» **EXERCISE**
Every line of the data is to be reproduced exactly.

» **TASK INPUT**
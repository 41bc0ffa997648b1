//! Per-editor sync state.
//!
//! [`EditorSession`] holds everything one open editor knows about its note:
//! the local title/content, the last content known to be on the server, and
//! the edit sequence used to recognise stale save responses. It performs no
//! I/O; [`super::SyncEngine`] drives it.

use crate::models::{Note, NoteDraft, NoteId};

/// Observable state of an editor
#[derive(Clone, Copy, Debug, PartialEq, Eq)]
pub enum SyncStatus {
    /// Local view matches the last saved or fetched server copy
    Clean,
    /// Local edits have not been sent yet
    Dirty,
    /// A save request is in flight and nothing newer is pending
    Saving,
    /// A server fetch is in flight
    SyncCheck,
    /// Editor closed; all further events are ignored
    Closed,
}

/// Which request a save turns into
#[derive(Clone, Debug, PartialEq, Eq)]
pub enum SaveTarget {
    Create,
    Update(NoteId),
}

/// Snapshot of the editor handed to the backend
#[derive(Clone, Debug, PartialEq, Eq)]
pub struct SaveRequest {
    /// Edit sequence number the snapshot was taken at
    pub seq: u64,
    pub target: SaveTarget,
    pub draft: NoteDraft,
}

#[derive(Clone, Debug, PartialEq, Eq)]
pub enum SaveOutcome {
    /// Saved and nothing changed locally since the snapshot
    Saved(Note),
    /// Saved, but newer local edits are still pending
    Superseded(Note),
    /// The request failed; the edits stay pending
    Failed,
    /// Response for a save this session no longer tracks
    Ignored,
}

#[derive(Clone, Debug, PartialEq, Eq)]
pub enum RemoteOutcome {
    /// Server copy replaced the local view
    Applied(Note),
    /// Server content equals the baseline
    Unchanged,
    /// A local edit is pending; the server copy was dropped
    Discarded,
    /// Response for a check this session no longer tracks
    Ignored,
}

#[derive(Clone, Debug)]
pub struct EditorSession {
    note_id: Option<NoteId>,
    title: String,
    content: String,
    fallback_title: String,
    baseline: Option<String>,
    edit_seq: u64,
    pending_edit: bool,
    in_flight_save: Option<u64>,
    in_flight_check: Option<u64>,
    closed: bool,
}

impl EditorSession {
    /// Editor for a note that already exists on the server
    pub fn open(note: &Note, fallback_title: impl Into<String>) -> Self {
        Self {
            note_id: Some(note.id),
            title: note.title.clone(),
            content: note.content.clone(),
            fallback_title: fallback_title.into(),
            baseline: Some(note.content.clone()),
            edit_seq: 0,
            pending_edit: false,
            in_flight_save: None,
            in_flight_check: None,
            closed: false,
        }
    }

    /// Editor for a note that is created on its first save
    pub fn new_draft(
        title: impl Into<String>,
        content: impl Into<String>,
        fallback_title: impl Into<String>,
    ) -> Self {
        Self {
            note_id: None,
            title: title.into(),
            content: content.into(),
            fallback_title: fallback_title.into(),
            baseline: None,
            edit_seq: 0,
            pending_edit: false,
            in_flight_save: None,
            in_flight_check: None,
            closed: false,
        }
    }

    pub const fn note_id(&self) -> Option<NoteId> {
        self.note_id
    }

    pub fn title(&self) -> &str {
        &self.title
    }

    pub fn content(&self) -> &str {
        &self.content
    }

    /// Content last confirmed to be on the server
    pub fn baseline(&self) -> Option<&str> {
        self.baseline.as_deref()
    }

    pub const fn edit_seq(&self) -> u64 {
        self.edit_seq
    }

    pub const fn has_pending_edit(&self) -> bool {
        self.pending_edit
    }

    pub const fn is_saving(&self) -> bool {
        self.in_flight_save.is_some()
    }

    pub const fn is_closed(&self) -> bool {
        self.closed
    }

    pub const fn status(&self) -> SyncStatus {
        if self.closed {
            SyncStatus::Closed
        } else if self.pending_edit {
            SyncStatus::Dirty
        } else if self.in_flight_save.is_some() {
            SyncStatus::Saving
        } else if self.in_flight_check.is_some() {
            SyncStatus::SyncCheck
        } else {
            SyncStatus::Clean
        }
    }

    pub fn edit_title(&mut self, title: impl Into<String>) -> u64 {
        self.title = title.into();
        self.record_edit()
    }

    pub fn edit_content(&mut self, content: impl Into<String>) -> u64 {
        self.content = content.into();
        self.record_edit()
    }

    fn record_edit(&mut self) -> u64 {
        if self.closed {
            return self.edit_seq;
        }
        self.edit_seq += 1;
        self.pending_edit = true;
        self.edit_seq
    }

    /// Snapshot pending edits for a save.
    ///
    /// Returns `None` when nothing is pending, the editor is closed, or a save
    /// is already in flight (only one save runs at a time so a first save
    /// cannot create the note twice).
    pub fn begin_save(&mut self) -> Option<SaveRequest> {
        if self.closed || !self.pending_edit || self.in_flight_save.is_some() {
            return None;
        }

        let title = if self.title.trim().is_empty() {
            self.fallback_title.clone()
        } else {
            self.title.clone()
        };
        let target = self
            .note_id
            .map_or(SaveTarget::Create, SaveTarget::Update);

        self.pending_edit = false;
        self.in_flight_save = Some(self.edit_seq);
        Some(SaveRequest {
            seq: self.edit_seq,
            target,
            draft: NoteDraft::new(title, self.content.clone()),
        })
    }

    /// Apply a successful save response.
    pub fn complete_save(&mut self, seq: u64, note: Note) -> SaveOutcome {
        if self.in_flight_save != Some(seq) {
            return SaveOutcome::Ignored;
        }
        self.in_flight_save = None;

        // Keep the id even when superseded so the next save updates
        // instead of creating a second note.
        self.note_id = Some(note.id);
        self.baseline = Some(note.content.clone());

        if seq == self.edit_seq && !self.pending_edit {
            SaveOutcome::Saved(note)
        } else {
            SaveOutcome::Superseded(note)
        }
    }

    /// Record a failed save; its edits become pending again.
    pub fn fail_save(&mut self, seq: u64) -> SaveOutcome {
        if self.in_flight_save != Some(seq) {
            return SaveOutcome::Ignored;
        }
        self.in_flight_save = None;
        if !self.closed {
            self.pending_edit = true;
        }
        SaveOutcome::Failed
    }

    /// Start a server fetch; returns the note to fetch and a check token.
    pub fn begin_sync_check(&mut self) -> Option<(u64, NoteId)> {
        if self.closed || self.in_flight_check.is_some() {
            return None;
        }
        let id = self.note_id?;
        self.in_flight_check = Some(self.edit_seq);
        Some((self.edit_seq, id))
    }

    /// Reconcile a fetched server copy with the local view.
    ///
    /// The server wins unless the user has typed since the last save or
    /// since the fetch started.
    pub fn apply_remote(&mut self, token: u64, remote: Note) -> RemoteOutcome {
        if self.in_flight_check != Some(token) {
            return RemoteOutcome::Ignored;
        }
        self.in_flight_check = None;

        if self.closed || Some(remote.id) != self.note_id {
            return RemoteOutcome::Ignored;
        }
        if self.pending_edit || self.in_flight_save.is_some() || self.edit_seq != token {
            return RemoteOutcome::Discarded;
        }
        if self.baseline.as_deref() == Some(remote.content.as_str()) {
            return RemoteOutcome::Unchanged;
        }

        self.title = remote.title.clone();
        self.content = remote.content.clone();
        self.baseline = Some(remote.content.clone());
        RemoteOutcome::Applied(remote)
    }

    /// Forget an in-flight check whose request failed.
    pub fn abandon_sync_check(&mut self, token: u64) {
        if self.in_flight_check == Some(token) {
            self.in_flight_check = None;
        }
    }

    /// Close the editor. Returns whether unsaved edits were dropped.
    pub fn close(&mut self) -> bool {
        self.closed = true;
        self.pending_edit
    }
}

» **WRITTEN ANSWER**
repository 41bc0ffa997648b1
//! Per-editor sync state.
//!
//! [`EditorSession`] holds everything one open editor knows about its note:
//! the local title/content, the last content known to be on the server, and
//! the edit sequence used to recognise stale save responses. It performs no
//! I/O; [`super::SyncEngine`] drives it.

use crate::models::{Note, NoteDraft, NoteId};

/// Observable state of an editor
#[derive(Clone, Copy, Debug, PartialEq, Eq)]
pub enum SyncStatus {
    /// Local view matches the last saved or fetched server copy
    Clean,
    /// Local edits have not been sent yet
    Dirty,
    /// A save request is in flight and nothing newer is pending
    Saving,
    /// A server fetch is in flight
    SyncCheck,
    /// Editor closed; all further events are ignored
    Closed,
}

/// Which request a save turns into
#[derive(Clone, Debug, PartialEq, Eq)]
pub enum SaveTarget {
    Create,
    Update(NoteId),
}

/// Snapshot of the editor handed to the backend
#[derive(Clone, Debug, PartialEq, Eq)]
pub struct SaveRequest {
    /// Edit sequence number the snapshot was taken at
    pub seq: u64,
    pub target: SaveTarget,
    pub draft: NoteDraft,
}

#[derive(Clone, Debug, PartialEq, Eq)]
pub enum SaveOutcome {
    /// Saved and nothing changed locally since the snapshot
    Saved(Note),
    /// Saved, but newer local edits are still pending
    Superseded(Note),
    /// The request failed; the edits stay pending
    Failed,
    /// Response for a save this session no longer tracks
    Ignored,
}

#[derive(Clone, Debug, PartialEq, Eq)]
pub enum RemoteOutcome {
    /// Server copy replaced the local view
    Applied(Note),
    /// Server content equals the baseline
    Unchanged,
    /// A local edit is pending; the server copy was dropped
    Discarded,
    /// Response for a check this session no longer tracks
    Ignored,
}

#[derive(Clone, Debug)]
pub struct EditorSession {
    note_id: Option<NoteId>,
    title: String,
    content: String,
    fallback_title: String,
    baseline: Option<String>,
    edit_seq: u64,
    pending_edit: bool,
    in_flight_save: Option<u64>,
    in_flight_check: Option<u64>,
    closed: bool,
}

impl EditorSession {
    /// Editor for a note that already exists on the server
    pub fn open(note: &Note, fallback_title: impl Into<String>) -> Self {
        Self {
            note_id: Some(note.id),
            title: note.title.clone(),
            content: note.content.clone(),
            fallback_title: fallback_title.into(),
            baseline: Some(note.content.clone()),
            edit_seq: 0,
            pending_edit: false,
            in_flight_save: None,
            in_flight_check: None,
            closed: false,
        }
    }

    /// Editor for a note that is created on its first save
    pub fn new_draft(
        title: impl Into<String>,
        content: impl Into<String>,
        fallback_title: impl Into<String>,
    ) -> Self {
        Self {
            note_id: None,
            title: title.into(),
            content: content.into(),
            fallback_title: fallback_title.into(),
            baseline: None,
            edit_seq: 0,
            pending_edit: false,
            in_flight_save: None,
            in_flight_check: None,
            closed: false,
        }
    }

    pub const fn note_id(&self) -> Option<NoteId> {
        self.note_id
    }

    pub fn title(&self) -> &str {
        &self.title
    }

    pub fn content(&self) -> &str {
        &self.content
    }

    /// Content last confirmed to be on the server
    pub fn baseline(&self) -> Option<&str> {
        self.baseline.as_deref()
    }

    pub const fn edit_seq(&self) -> u64 {
        self.edit_seq
    }

    pub const fn has_pending_edit(&self) -> bool {
        self.pending_edit
    }

    pub const fn is_saving(&self) -> bool {
        self.in_flight_save.is_some()
    }

    pub const fn is_closed(&self) -> bool {
        self.closed
    }

    pub const fn status(&self) -> SyncStatus {
        if self.closed {
            SyncStatus::Closed
        } else if self.pending_edit {
            SyncStatus::Dirty
        } else if self.in_flight_save.is_some() {
            SyncStatus::Saving
        } else if self.in_flight_check.is_some() {
            SyncStatus::SyncCheck
        } else {
            SyncStatus::Clean
        }
    }

    pub fn edit_title(&mut self, title: impl Into<String>) -> u64 {
        self.title = title.into();
        self.record_edit()
    }

    pub fn edit_content(&mut self, content: impl Into<String>) -> u64 {
        self.content = content.into();
        self.record_edit()
    }

    fn record_edit(&mut self) -> u64 {
        if self.closed {
            return self.edit_seq;
        }
        self.edit_seq += 1;
        self.pending_edit = true;
        self.edit_seq
    }

    /// Snapshot pending edits for a save.
    ///
    /// Returns `None` when nothing is pending, the editor is closed, or a save
    /// is already in flight (only one save runs at a time so a first save
    /// cannot create the note twice).
    pub fn begin_save(&mut self) -> Option<SaveRequest> {
        if self.closed || !self.pending_edit || self.in_flight_save.is_some() {
            return None;
        }

        let title = if self.title.trim().is_empty() {
            self.fallback_title.clone()
        } else {
            self.title.clone()
        };
        let target = self
            .note_id
            .map_or(SaveTarget::Create, SaveTarget::Update);

        self.pending_edit = false;
        self.in_flight_save = Some(self.edit_seq);
        Some(SaveRequest {
            seq: self.edit_seq,
            target,
            draft: NoteDraft::new(title, self.content.clone()),
        })
    }

    /// Apply a successful save response.
    pub fn complete_save(&mut self, seq: u64, note: Note) -> SaveOutcome {
        if self.in_flight_save != Some(seq) {
            return SaveOutcome::Ignored;
        }
        self.in_flight_save = None;

        // Keep the id even when superseded so the next save updates
        // instead of creating a second note.
        self.note_id = Some(note.id);
        self.baseline = Some(note.content.clone());

        if seq == self.edit_seq && !self.pending_edit {
            SaveOutcome::Saved(note)
        } else {
            SaveOutcome::Superseded(note)
        }
    }

    /// Record a failed save; its edits become pending again.
    pub fn fail_save(&mut self, seq: u64) -> SaveOutcome {
        if self.in_flight_save != Some(seq) {
            return SaveOutcome::Ignored;
        }
        self.in_flight_save = None;
        if !self.closed {
            self.pending_edit = true;
        }
        SaveOutcome::Failed
    }

    /// Start a server fetch; returns the note to fetch and a check token.
    pub fn begin_sync_check(&mut self) -> Option<(u64, NoteId)> {
        if self.closed || self.in_flight_check.is_some() {
            return None;
        }
        let id = self.note_id?;
        self.in_flight_check = Some(self.edit_seq);
        Some((self.edit_seq, id))
    }

    /// Reconcile a fetched server copy with the local view.
    ///
    /// The server wins unless the user has typed since the last save or
    /// since the fetch started.
    pub fn apply_remote(&mut self, token: u64, remote: Note) -> RemoteOutcome {
        if self.in_flight_check != Some(token) {
            return RemoteOutcome::Ignored;
        }
        self.in_flight_check = None;

        if self.closed || Some(remote.id) != self.note_id {
            return RemoteOutcome::Ignored;
        }
        if self.pending_edit || self.in_flight_save.is_some() || self.edit_seq != token {
            return RemoteOutcome::Discarded;
        }
        if self.baseline.as_deref() == Some(remote.content.as_str()) {
            return RemoteOutcome::Unchanged;
        }

        self.title = remote.title.clone();
        self.content = remote.content.clone();
        self.baseline = Some(remote.content.clone());
        RemoteOutcome::Applied(remote)
    }

    /// Forget an in-flight check whose request failed.
    pub fn abandon_sync_check(&mut self, token: u64) {
        if self.in_flight_check == Some(token) {
            self.in_flight_check = None;
        }
    }

    /// Close the editor. Returns whether unsaved edits were dropped.
    pub fn close(&mut self) -> bool {
        self.closed = true;
        self.pending_edit
    }
}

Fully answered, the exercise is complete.